**Problem:** Copy out all lines of the records in which the word "Result" appears.

□ □ □ □ □

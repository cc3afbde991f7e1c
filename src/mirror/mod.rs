//! Tree Mirror
//!
//! Enumerates the regular files of a source tree and recreates them as empty
//! placeholders at the same relative paths under a target root.

pub mod path;
pub mod walker;

use crate::error::StorageError;
use serde::Serialize;
use std::fs;
use std::path::{Path, PathBuf};
use tracing::{debug, info};
use walker::{Walker, WalkerConfig};

/// One source file paired with the target file it will be typed into.
#[derive(Debug, Clone, PartialEq, Eq, Serialize)]
pub struct FileTask {
    pub source_path: PathBuf,
    pub relative_path: PathBuf,
    pub target_path: PathBuf,
}

impl FileTask {
    /// File name used in progress messages.
    pub fn display_name(&self) -> String {
        self.target_path
            .file_name()
            .map(|name| name.to_string_lossy().into_owned())
            .unwrap_or_else(|| self.relative_path.display().to_string())
    }
}

/// Source and target roots of a mirror run
#[derive(Debug, Clone)]
pub struct Mirror {
    source_root: PathBuf,
    target_root: PathBuf,
    config: WalkerConfig,
}

/// Returned when the target root lies inside the source root.
#[derive(Debug, Clone, PartialEq, Eq)]
pub struct NestedTarget {
    pub source_root: PathBuf,
    pub target_root: PathBuf,
}

impl std::fmt::Display for NestedTarget {
    fn fmt(&self, f: &mut std::fmt::Formatter<'_>) -> std::fmt::Result {
        write!(f, "Target folder cannot be inside source folder!")
    }
}

impl Mirror {
    /// Validate the roots and build a mirror.
    ///
    /// Both roots must already be absolute and normalized (see [`path::absolutize`]).
    pub fn new(source_root: PathBuf, target_root: PathBuf) -> Result<Self, NestedTarget> {
        Self::with_config(source_root, target_root, WalkerConfig::default())
    }

    pub fn with_config(
        source_root: PathBuf,
        target_root: PathBuf,
        config: WalkerConfig,
    ) -> Result<Self, NestedTarget> {
        if path::is_nested(&source_root, &target_root) {
            return Err(NestedTarget {
                source_root,
                target_root,
            });
        }
        Ok(Self {
            source_root,
            target_root,
            config,
        })
    }

    pub fn source_root(&self) -> &Path {
        &self.source_root
    }

    pub fn target_root(&self) -> &Path {
        &self.target_root
    }

    /// Enumerate the files to mirror without touching the filesystem.
    pub fn plan(&self) -> Vec<FileTask> {
        plan_tasks(&self.source_root, &self.target_root, self.config.clone())
    }

    /// Create every target parent directory and an empty placeholder file per task.
    pub fn create_placeholders(&self, tasks: &[FileTask]) -> Result<(), StorageError> {
        for task in tasks {
            if let Some(parent) = task.target_path.parent() {
                if !parent.exists() {
                    fs::create_dir_all(parent).map_err(|source| StorageError::CreateFailed {
                        path: parent.to_path_buf(),
                        source,
                    })?;
                }
            }
            fs::write(&task.target_path, "").map_err(|source| StorageError::CreateFailed {
                path: task.target_path.clone(),
                source,
            })?;
            debug!(target_path = %task.target_path.display(), "Created placeholder");
        }
        info!(
            files = tasks.len(),
            target_root = %self.target_root.display(),
            "Mirrored tree structure"
        );
        Ok(())
    }
}

/// Pair every regular file under `source_root` with its target path.
pub fn plan_tasks(source_root: &Path, target_root: &Path, config: WalkerConfig) -> Vec<FileTask> {
    Walker::with_config(source_root.to_path_buf(), config)
        .files()
        .into_iter()
        .filter_map(|source_path| {
            let relative_path = source_path.strip_prefix(source_root).ok()?.to_path_buf();
            let target_path = target_root.join(&relative_path);
            Some(FileTask {
                source_path,
                relative_path,
                target_path,
            })
        })
        .collect()
}
//! CLI domain: parse, route, help, output, and presentation only.
//! No domain orchestration; single route table dispatches to the runner.

mod help;
mod output;
mod parse;
mod presentation;
mod route;

pub use help::command_name;
pub use output::map_error;
pub use parse::{Cli, Commands};
pub use presentation::{format_cancelled, format_plan, format_rejected, format_run_summary};
pub use route::{CommandOutput, RunContext, EXIT_REJECTED};
//! Human Writer CLI Binary
//!
//! Command-line interface for mirroring a folder with human-like typing.

use clap::Parser;
use human_writer::cli::{command_name, map_error, Cli, RunContext};
use human_writer::config::ConfigLoader;
use human_writer::logging::{init_logging, LoggingConfig};
use std::process;
use tracing::{error, info};

fn main() {
    let cli = Cli::parse();

    // Build logging config from CLI args and config file
    let logging_config = build_logging_config(&cli);

    if let Err(e) = init_logging(&logging_config) {
        eprintln!("Failed to initialize logging: {}", e);
        process::exit(1);
    }

    info!(command = command_name(&cli.command), "Human Writer starting");

    let context = match RunContext::new(cli.config.clone()) {
        Ok(ctx) => ctx,
        Err(e) => {
            error!("Error loading configuration: {}", e);
            eprintln!("{}", map_error(&e));
            process::exit(1);
        }
    };

    match context.execute(&cli.command) {
        Ok(output) => {
            info!(exit_code = output.exit_code, "Command finished");
            if output.is_error {
                eprintln!("{}", output.text);
            } else {
                println!("{}", output.text);
            }
            process::exit(output.exit_code);
        }
        Err(e) => {
            error!("Command failed: {}", e);
            eprintln!("{}", map_error(&e));
            process::exit(1);
        }
    }
}

/// Build logging configuration from CLI args and config file.
/// Precedence: CLI flags override config file override defaults.
fn build_logging_config(cli: &Cli) -> LoggingConfig {
    let loaded = match cli.config {
        Some(ref config_path) => ConfigLoader::load_from_file(config_path),
        None => ConfigLoader::load(),
    };
    let mut config = loaded.map(|c| c.logging).unwrap_or_default();

    if cli.quiet {
        config.enabled = false;
    }
    if cli.verbose {
        config.level = "debug".to_string();
    }
    if let Some(ref level) = cli.log_level {
        config.level = level.clone();
    }
    if let Some(ref format) = cli.log_format {
        config.format = format.clone();
    }
    if let Some(ref output) = cli.log_output {
        config.output = output.clone();
    }
    if let Some(ref file) = cli.log_file {
        config.file = Some(file.clone());
    }

    config
}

□ □ □ □ □

**Expected output:**
    fn fmt(&self, f: &mut std::fmt::Formatter<'_>) -> std::fmt::Result {
    pub fn new(source_root: PathBuf, target_root: PathBuf) -> Result<Self, NestedTarget> {
    ) -> Result<Self, NestedTarget> {
    pub fn create_placeholders(&self, tasks: &[FileTask]) -> Result<(), StorageError> {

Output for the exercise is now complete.